Children experience the world differently than adults. Writing for children may seem like an easy task to those outside the world of kidlit. But there is an extra layer to writing for children. Being a good writer isn’t enough. You need to know and understand the audience you are serving. Getting a degree in childhood development isn’t an option for most people, but you can gain a deeper awareness of the children you are writing for. An easy way to understand your audience (and find inspiration for children’s stories) is to go back to your own childhood. It may seem a little strange for some people but you can talk to your inner child too.
Here are some questions to ponder from your childhood or to ask your inner child:
- Was there something you were afraid of?
- Did you have a favorite place? A secret hiding space? What was it that you loved about it?
- Was there something you hated?
- What did you wonder about?
- What memories still bring up an emotional reaction from you?
- What did you find funny or made you laugh?
- Was there something you always longed for? Something you wish you had known or done?
- What were the defining moments of your childhood? What filled you up and brought you joy?
Tap into the feelings that come up when you ask yourself these questions!
My inner child is where I found the inspiration for IF SUN COULD SPEAK, my debut picture book illustrated by Saki Tanaka. I was enrolled in a course with Children’s Book Academy, directed by Mira Reisberg. We were reviewing ways to think of enticing book topics, and she said to think of a problem or question you had as a child. That piqued my interest, so I set the intention to recall a childhood memory that would make a great story. It was the next day that a memory from my childhood popped up.

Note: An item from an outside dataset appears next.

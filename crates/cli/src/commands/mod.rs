//! CLI command implementations.

pub mod cart;
pub mod catalog;
pub mod checkout;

I think I was about five or six when I first discovered that the sun doesn’t actually rise and set. I had assumed that the sun was moving up and down in the sky, because the word RISE means to move upward. That was the definition that my five year old self understood, and five year old brains are very literal. It totally blew my mind that it was the earth’s movement that created sunrises and sunsets. And I felt mad that I was mislead to believe inaccurate information. I was frustrated whenever I heard people say anything about the sun RISING. That’s where the concept of a book told from the sun’s perspective began, to clear up any misunderstandings about the sun.

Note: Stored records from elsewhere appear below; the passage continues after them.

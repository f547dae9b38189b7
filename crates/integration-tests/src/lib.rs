//! Integration tests for Bazaar.
//!
//! Each test boots the storefront router in-process on an ephemeral port
//! and talks to it over HTTP with a cookie-keeping client, so the cart
//! travels in the session cookie exactly as it does in a browser.
//!
//! # Running Tests
//!
//! ```bash
//! cargo test -p bazaar-integration-tests
//! ```

use std::path::PathBuf;

use bazaar_storefront::config::StorefrontConfig;
use bazaar_storefront::routes;
use bazaar_storefront::state::AppState;
use reqwest::{Client, Response};
use tokio::net::TcpListener;

/// A running storefront plus a visitor.
pub struct TestContext {
    pub client: Client,
    pub base_url: String,
}

impl TestContext {
    /// Start a storefront serving the bundled catalog.
    ///
    /// # Panics
    ///
    /// Panics if the server cannot be started.
    pub async fn new() -> Self {
        let storefront_dir = PathBuf::from(env!("CARGO_MANIFEST_DIR")).join("../storefront");
        let catalog = storefront_dir.join("data/products.json");
        Self::with_catalog(&catalog.display().to_string()).await
    }

    /// Start a storefront serving `catalog` (a file path or URL).
    ///
    /// # Panics
    ///
    /// Panics if the server cannot be started.
    #[allow(clippy::expect_used)]
    pub async fn with_catalog(catalog: &str) -> Self {
        let storefront_dir = PathBuf::from(env!("CARGO_MANIFEST_DIR")).join("../storefront");
        let static_dir = storefront_dir.join("static").display().to_string();
        let catalog = catalog.to_string();

        let config = StorefrontConfig::from_lookup(|key| match key {
            "STOREFRONT_CATALOG" => Some(catalog.clone()),
            "STOREFRONT_STATIC_DIR" => Some(static_dir.clone()),
            _ => None,
        })
        .expect("valid test configuration");

        let listener = TcpListener::bind("127.0.0.1:0")
            .await
            .expect("Failed to bind test listener");
        let addr = listener.local_addr().expect("listener address");

        let app = routes::app(AppState::new(config));
        tokio::spawn(async move {
            axum::serve(listener, app).await.ok();
        });

        Self {
            client: new_visitor(),
            base_url: format!("http://{addr}"),
        }
    }

    /// A second visitor with its own cookie jar.
    #[must_use]
    pub fn other_visitor(&self) -> Self {
        Self {
            client: new_visitor(),
            base_url: self.base_url.clone(),
        }
    }

    /// GET `path` and return the response.
    ///
    /// # Panics
    ///
    /// Panics if the request fails.
    #[allow(clippy::expect_used)]
    pub async fn get(&self, path: &str) -> Response {
        self.client
            .get(format!("{}{path}", self.base_url))
            .send()
            .await
            .expect("GET request failed")
    }

    /// POST a form to `path` and return the response.
    ///
    /// # Panics
    ///
    /// Panics if the request fails.
    #[allow(clippy::expect_used)]
    pub async fn post(&self, path: &str, form: &[(&str, &str)]) -> Response {
        self.client
            .post(format!("{}{path}", self.base_url))
            .form(form)
            .send()
            .await
            .expect("POST request failed")
    }

    /// GET `path` and return the body.
    ///
    /// # Panics
    ///
    /// Panics if the request fails.
    #[allow(clippy::expect_used)]
    pub async fn get_text(&self, path: &str) -> String {
        self.get(path).await.text().await.expect("response body")
    }

    /// Add a product to the cart the way a product card does.
    ///
    /// # Panics
    ///
    /// Panics if the request fails or is rejected.
    pub async fn add_to_cart(&self, id: &str, name: &str, price: &str) -> Response {
        let image = format!("https://img.example/{id}.png");
        let response = self
            .post(
                "/cart/add",
                &[("id", id), ("name", name), ("price", price), ("image", &image)],
            )
            .await;
        assert!(response.status().is_success(), "add failed: {}", response.status());
        response
    }

    /// The navbar counter, as rendered.
    ///
    /// # Panics
    ///
    /// Panics if the request fails.
    pub async fn cart_count(&self) -> String {
        let body = self.get_text("/cart/count").await;
        body.rsplit_once('>')
            .and_then(|(head, _)| head.rsplit_once("</span"))
            .and_then(|(head, _)| head.rsplit_once('>'))
            .map(|(_, count)| count.trim().to_string())
            .unwrap_or_default()
    }
}

#[allow(clippy::expect_used)]
fn new_visitor() -> Client {
    Client::builder()
        .cookie_store(true)
        .build()
        .expect("Failed to create HTTP client")
}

I took my childhood feelings and transferred them to the main character, Sun. Sun would be a feisty character, wanting to teach people the truth. I pictured Sun saying things like, “How dare they think I rise. I do not rise.” The title to my first draft was I DO NOT RISE. The main character, evolving through many revisions, kept a slightly egotistical trait. It happens when the world revolves around you. Sun had two goals when talking to readers: One is to share information about who Sun is and what Sun does. And the second is to inspire readers to wonder and search for discoveries.
IF SUN COULD SPEAK makes its debut in the spring of 2020! You can preorder your copy here: https://www.clearforkpublishing.com/store/p148/IF-Sun.html
Traveling back in time to your childhood is a wonderful exercise to gain a deeper understanding of children, and you can use it to fuel your writing for children. You may even find the inspiration for your next story while you are there!